"No voy a mentir: pienso en la general"
Igor Antón, líder y sereno, señala al italiano Nibali como su gran rival para la victoria final
xorret del catí. En un momento, cinco minutos, Igor Antón pasa de la comodidad y anonimato que protegen al segundo a la histeria que asalta al primero. "Nunca me había pasado nada parecido. Estaba yo tan relajado siendo segundo, sin que supusiera ningún trauma no ser líder y de repente? Me ha sorprendido y es un premio gordo para mí", dice el galdakoztarra, quien sucede a Egoi Martínez como líder vasco en la Vuelta, pues el navarro fue el primer ciclista de Euskaltel al frente de la general de una de las tres grandes. Fue en la ronda estatal de 2008 tras la llegada a Sabiñanigo. Perdió el maillot oro días después, en la cima del Angliru, el puerto que esperaba asistir a la explosión definitiva de Antón. No llegó. Se quedó tirado en la maldita curva de El Cordal de la que salió al fin esta temporada tras un 2009 nefasto. En las clásicas de primavera resurgió después de ganar a Contador en el Morredero y luego se escondió para preparar la Vuelta en la que triunfa. Ganó la etapa de Valdepeñas, su primer objetivo, y ayer, sin quererlo, sin buscarlo, de manera inopinada, le cayó un maillot que le hace recordar que en 2008 ya fue líder de la Vuelta a Suiza. "Pero lo perdí" (acabó tercero). "¿Ahora? Bueno, pienso en el presente, en defenderlo, no más allá. El futuro ya vendrá".

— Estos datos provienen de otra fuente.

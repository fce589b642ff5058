//! Descriptors for the scalar primitives.

use alloc::boxed::Box;
use alloc::string::{String, ToString};
use alloc::sync::Arc;
use core::any::TypeId;
use core::marker::PhantomData;

use crate::descriptor::{
    Descriptor, DescriptorHandle, DescriptorKind, Instance, PrimitiveDescriptor, TypeRef,
};
use crate::error::{AccessError, TraverseError};
use crate::node::{Node, Scalar};
use crate::registry::Describe;

// -----------------------------------------------------------------------------
// ScalarCodec

/// Conversion between a Rust scalar type and the wire [`Scalar`].
///
/// Unsigned values that fit a signed 64-bit integer are canonicalized to
/// [`Scalar::I64`], matching what the node tree's wire bridge produces, so
/// trees compare equal across a wire round-trip.
trait ScalarCodec: Instance + Sized {
    fn to_scalar(&self) -> Scalar;

    fn from_scalar(scalar: &Scalar) -> Option<Self>;
}

fn canonical_unsigned(value: u64) -> Scalar {
    match i64::try_from(value) {
        Ok(signed) => Scalar::I64(signed),
        Err(_) => Scalar::U64(value),
    }
}

macro_rules! impl_signed_codec {
    ($($ty:ty),+) => {
        $(impl ScalarCodec for $ty {
            fn to_scalar(&self) -> Scalar {
                Scalar::I64(*self as i64)
            }

            fn from_scalar(scalar: &Scalar) -> Option<Self> {
                match scalar {
                    Scalar::I64(value) => Self::try_from(*value).ok(),
                    Scalar::U64(value) => Self::try_from(*value).ok(),
                    _ => None,
                }
            }
        })+
    };
}

macro_rules! impl_unsigned_codec {
    ($($ty:ty),+) => {
        $(impl ScalarCodec for $ty {
            fn to_scalar(&self) -> Scalar {
                canonical_unsigned(*self as u64)
            }

            fn from_scalar(scalar: &Scalar) -> Option<Self> {
                match scalar {
                    Scalar::I64(value) => Self::try_from(*value).ok(),
                    Scalar::U64(value) => Self::try_from(*value).ok(),
                    _ => None,
                }
            }
        })+
    };
}

impl_signed_codec!(i8, i16, i32, i64, isize);
impl_unsigned_codec!(u8, u16, u32, u64, usize);

impl ScalarCodec for bool {
    fn to_scalar(&self) -> Scalar {
        Scalar::Bool(*self)
    }

    fn from_scalar(scalar: &Scalar) -> Option<Self> {
        match scalar {
            Scalar::Bool(value) => Some(*value),
            _ => None,
        }
    }
}

impl ScalarCodec for f32 {
    fn to_scalar(&self) -> Scalar {
        Scalar::F64(f64::from(*self))
    }

    fn from_scalar(scalar: &Scalar) -> Option<Self> {
        match scalar {
            Scalar::F64(value) => Some(*value as f32),
            Scalar::I64(value) => Some(*value as f32),
            Scalar::U64(value) => Some(*value as f32),
            _ => None,
        }
    }
}

impl ScalarCodec for f64 {
    fn to_scalar(&self) -> Scalar {
        Scalar::F64(*self)
    }

    fn from_scalar(scalar: &Scalar) -> Option<Self> {
        match scalar {
            Scalar::F64(value) => Some(*value),
            Scalar::I64(value) => Some(*value as f64),
            Scalar::U64(value) => Some(*value as f64),
            _ => None,
        }
    }
}

impl ScalarCodec for char {
    fn to_scalar(&self) -> Scalar {
        Scalar::Str(self.to_string())
    }

    fn from_scalar(scalar: &Scalar) -> Option<Self> {
        match scalar {
            Scalar::Str(value) => {
                let mut chars = value.chars();
                match (chars.next(), chars.next()) {
                    (Some(only), None) => Some(only),
                    _ => None,
                }
            }
            _ => None,
        }
    }
}

impl ScalarCodec for String {
    fn to_scalar(&self) -> Scalar {
        Scalar::Str(self.clone())
    }

    fn from_scalar(scalar: &Scalar) -> Option<Self> {
        match scalar {
            Scalar::Str(value) => Some(value.clone()),
            _ => None,
        }
    }
}

impl ScalarCodec for () {
    fn to_scalar(&self) -> Scalar {
        Scalar::Null
    }

    fn from_scalar(scalar: &Scalar) -> Option<Self> {
        match scalar {
            Scalar::Null => Some(()),
            _ => None,
        }
    }
}

// -----------------------------------------------------------------------------
// ScalarDescriptor

struct ScalarDescriptor<T> {
    marker: PhantomData<fn() -> T>,
}

impl<T: ScalarCodec> Descriptor for ScalarDescriptor<T> {
    fn type_id(&self) -> TypeId {
        TypeId::of::<T>()
    }

    fn type_path(&self) -> &'static str {
        core::any::type_name::<T>()
    }

    fn kind(&self) -> DescriptorKind<'_> {
        DescriptorKind::Primitive(self)
    }
}

impl<T: ScalarCodec> PrimitiveDescriptor for ScalarDescriptor<T> {
    fn encode(&self, value: &dyn Instance) -> Result<Node, TraverseError> {
        let value = value
            .downcast_ref::<T>()
            .ok_or_else(|| AccessError::TypeMismatch {
                expected: core::any::type_name::<T>(),
                found: value.type_path().into(),
            })?;
        Ok(Node::Primitive(value.to_scalar()))
    }

    fn decode(&self, node: &Node) -> Result<Box<dyn Instance>, TraverseError> {
        let scalar = match node {
            Node::Primitive(scalar) => scalar,
            other => {
                return Err(TraverseError::NodeShape {
                    expected: "primitive",
                    found: other.kind_name(),
                });
            }
        };
        let value = T::from_scalar(scalar).ok_or(TraverseError::NodeShape {
            expected: core::any::type_name::<T>(),
            found: scalar.kind_name(),
        })?;
        Ok(Box::new(value))
    }
}

macro_rules! impl_scalar_describe {
    ($($ty:ty),+) => {
        $(impl Describe for $ty {
            fn type_ref() -> TypeRef {
                TypeRef::value_of::<$ty>()
            }

            fn descriptor() -> DescriptorHandle {
                Arc::new(ScalarDescriptor::<$ty> {
                    marker: PhantomData,
                })
            }
        })+
    };
}

impl_scalar_describe!(
    (),
    bool,
    char,
    u8,
    u16,
    u32,
    u64,
    usize,
    i8,
    i16,
    i32,
    i64,
    isize,
    f32,
    f64,
    String
);

// -----------------------------------------------------------------------------
// Tests

#[cfg(test)]
mod tests {
    use super::*;
    use crate::descriptor::DescriptorKind;

    fn round_trip<T: ScalarCodec + PartialEq + Clone>(value: T) -> T {
        let descriptor = ScalarDescriptor::<T> {
            marker: PhantomData,
        };
        let node = descriptor.encode(&value).unwrap();
        descriptor.decode(&node).unwrap().take::<T>().unwrap()
    }

    #[test]
    fn scalars_round_trip() {
        assert_eq!(round_trip(true), true);
        assert_eq!(round_trip(-40_i32), -40);
        assert_eq!(round_trip(u64::MAX), u64::MAX);
        assert_eq!(round_trip(2.5_f32), 2.5);
        assert_eq!(round_trip('x'), 'x');
        assert_eq!(round_trip(String::from("node")), "node");
    }

    #[test]
    fn unsigned_values_canonicalize_to_signed() {
        let descriptor = ScalarDescriptor::<u32> {
            marker: PhantomData,
        };
        let node = descriptor.encode(&7_u32).unwrap();
        assert_eq!(node, Node::Primitive(Scalar::I64(7)));
    }

    #[test]
    fn narrowing_out_of_range_fails() {
        let descriptor = ScalarDescriptor::<u8> {
            marker: PhantomData,
        };
        let node = Node::Primitive(Scalar::I64(300));
        assert!(descriptor.decode(&node).is_err());
    }

    #[test]
    fn scalar_descriptors_are_primitive() {
        let handle = <i32 as Describe>::descriptor();
        assert!(matches!(handle.kind(), DescriptorKind::Primitive(_)));
        assert!(handle.sealed());
        assert!(handle.value_semantics());
    }
}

Antes de comenzar la Vuelta a Antón le preguntaron si había llegado a su límite. El chico, más lacónico que nunca, respondió que no. Que su límite estaba aún por llegar. Que era joven. Y que aunque el tiempo pasaba volando, "mira, 27 años ya", que recordaran que Samuel tenía 32 y no dejaba de progresar. Decía también el escalador de Euskaltel que esta Vuelta sería importantísima para su futuro. Marcaría, de alguna manera, su camino. Ahora que está en lo más alto, primero, líder, no puede ocultar su ambición.
Lo demostró, aunque parezca incongruente, en una subida en la que se escondió, no entró en el juego de Josquim Rodríguez y prefirió "guardar balas". "Queda mucho y prefiero correr calculando, ahorrando. No voy a mentir: pienso en la general, en las tres semanas. Nunca he estado en una situación así, tan buena", concedió Antón, quien restó importancia al hecho de que Mosquera, Arroyo, Frank Schleck, Luis León y, sobre todo, Menchov, perdiesen tiempo. "Para nada resulta decisivo este tiempo", defendió. "Me acuerdo de que el año pasado Samuel también perdió 45 segundos en esta misma subida y luego estuvo a punto de ganar la Vuelta. Las pérdidas no son importantes y siempre pueden deberse a que alguno de ellos no haya asimilado bien la primera etapa de montaña. Suele ocurrir. De todas maneras, sí creo que Nibali sigue siendo el rival a batir. Pero hay más. Muchos. Demasiados".